AThe precise position of every atom in the protein
BRg quantifies the overall compactness of the molecule (the average distance of all atoms from the center of mass), and Dmax gives the longest intramolecular distance — together they characterize the overall size and shape (compact vs. extended, globular vs. elongated) without atomic resolution
SAXS provides global shape parameters, not atomic coordinates. Rg is sensitive to the overall mass distribution — a compact, globular protein has a smaller Rg than an extended, multi-domain protein of the same molecular weight. Dmax gives the largest distance within the molecule. Together, they distinguish between globular (small Rg/Dmax), elongated (large Dmax, moderate Rg), and disordered (large Rg relative to mass) conformations. These parameters can be compared to values predicted from crystal structures to assess whether the solution conformation matches the crystal conformation, and they can detect conformational changes (compaction or extension) upon ligand binding.
Question 2 True / False
SAXS can determine the atomic-resolution structure of a protein without any complementary technique.
TTrue
FFalse
Answer: False
SAXS data is inherently low-resolution — the scattering curve is a rotationally averaged signal from randomly oriented molecules in solution, containing far less information than a crystal diffraction pattern. Ab initio shape reconstruction from SAXS produces a molecular envelope (overall shape) at ~15-25 Angstrom resolution, not atomic coordinates. However, SAXS is extremely valuable when combined with high-resolution structures: it can assess which crystal structure conformation is most consistent with the solution state, distinguish between alternative quaternary structures, model multi-domain arrangements, and characterize conformational ensembles of flexible proteins. Its power is in providing solution-state shape constraints that complement high-resolution crystallographic or cryo-EM structures.
Question 3 Short Answer
Why is SAXS particularly useful for studying intrinsically disordered proteins (IDPs) and multi-domain proteins with flexible linkers?

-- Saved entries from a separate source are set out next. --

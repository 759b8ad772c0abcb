//! Objective-C and Objective-C++.
//!
//! Both wrap top-level code in `@autoreleasepool` inside `main` and write
//! Foundation string literals. Objective-C++ also speaks C++ I/O and exceptions.

use crate::c_family::{self, Exceptions, PrintForms};
use crate::profile::{
    BlockStyle, LanguageProfile, Literals, ParamStyle, Quirks, ToolchainDefaults,
};
use crate::TargetId;

const BUILTINS: &[&str] = &[
    "printf", "puts", "strlen", "NSLog", "abs", "stringWithFormat", "stringWithUTF8String",
];

const QUIRKS: Quirks = Quirks {
    objc_literals: true,
    single_quoted_strings: false,
    import_blocks: false,
    format_prints: true,
    python_prints: false,
};

pub(crate) fn objc_profile() -> LanguageProfile {
    LanguageProfile {
        target: TargetId::Objc,
        name: "Objective-C",
        extension: "m",
        comment_prefix: "//",
        block_style: BlockStyle::Braces,
        indent_width: 4,
        literals: Literals {
            yes: "YES",
            no: "NO",
            nil: "nil",
        },
        operators: c_family::OPERATORS,
        param_style: ParamStyle::TypeFirst,
        builtins: BUILTINS,
        reserved: c_family::RESERVED,
        header_prefixes: c_family::HEADERS,
        forward_decl: Some(c_family::forward_decl()),
        main_wrapper: Some(c_family::main_wrapper(true)),
        quirks: QUIRKS,
        recognizers: Some(c_family::recognizers(
            PrintForms {
                printf: true,
                cout: false,
                nslog: true,
            },
            Exceptions::ObjC,
        )),
        toolchain: ToolchainDefaults {
            compile: Some(&["clang", "-framework", "Foundation", "-o", "{out}", "{src}"]),
            run: &["{out}"],
        },
    }
}

pub(crate) fn objcpp_profile() -> LanguageProfile {
    LanguageProfile {
        target: TargetId::Objcpp,
        name: "Objective-C++",
        extension: "mm",
        literals: Literals {
            yes: "true",
            no: "false",
            nil: "nil",
        },
        builtins: crate::cpp::BUILTINS,
        header_prefixes: &["// Transpiled from JibJab", "#include", "#import", "using namespace"],
        recognizers: Some(c_family::recognizers(
            PrintForms {
                printf: true,
                cout: true,
                nslog: true,
            },
            Exceptions::Both,
        )),
        toolchain: ToolchainDefaults {
            compile: Some(&[
                "clang++", "-std=c++17", "-framework", "Foundation", "-o", "{out}", "{src}",
            ]),
            run: &["{out}"],
        },
        ..objc_profile()
    }
}
//! ARM64 assembly. Runnable, but never read back.

use crate::c_family;
use crate::profile::{
    BlockStyle, LanguageProfile, Literals, ParamStyle, Quirks, ToolchainDefaults,
};
use crate::TargetId;

pub(crate) fn profile() -> LanguageProfile {
    LanguageProfile {
        target: TargetId::Asm,
        name: "ARM64 Assembly",
        extension: "s",
        comment_prefix: "//",
        block_style: BlockStyle::Braces,
        indent_width: 4,
        literals: Literals {
            yes: "1",
            no: "0",
            nil: "0",
        },
        operators: c_family::OPERATORS,
        param_style: ParamStyle::Untyped,
        builtins: &[],
        reserved: &[],
        header_prefixes: &[],
        forward_decl: None,
        main_wrapper: None,
        quirks: Quirks::default(),
        recognizers: None,
        // Assembly builds go through the native assemble/link pipeline.
        toolchain: ToolchainDefaults {
            compile: None,
            run: &["{out}"],
        },
    }
}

Think about your answer, then reveal below.
Model answer: These proteins are difficult or impossible to study by crystallography (they do not form ordered crystals) and may be too heterogeneous for cryo-EM (many conformations). SAXS measures the average size and shape of the conformational ensemble in solution — the Rg, Dmax, and Kratky plot (which distinguishes compact from disordered proteins by the shape of the scattering curve) provide direct evidence of disorder or flexibility. For multi-domain proteins, SAXS can determine the relative arrangement and flexibility of domains by fitting scattering curves to multi-domain models with adjustable inter-domain angles. Ensemble methods (like EOM — Ensemble Optimization Method) fit the experimental SAXS curve to a weighted mixture of conformations, characterizing the range of shapes a flexible protein adopts.
The Kratky plot is a key diagnostic: a bell-shaped curve indicates a compact, globular protein, while a plateau or monotonic increase at high angles indicates disorder or flexibility. This simple analysis immediately classifies a protein's conformational state without any modeling, making SAXS an excellent first-pass characterization technique.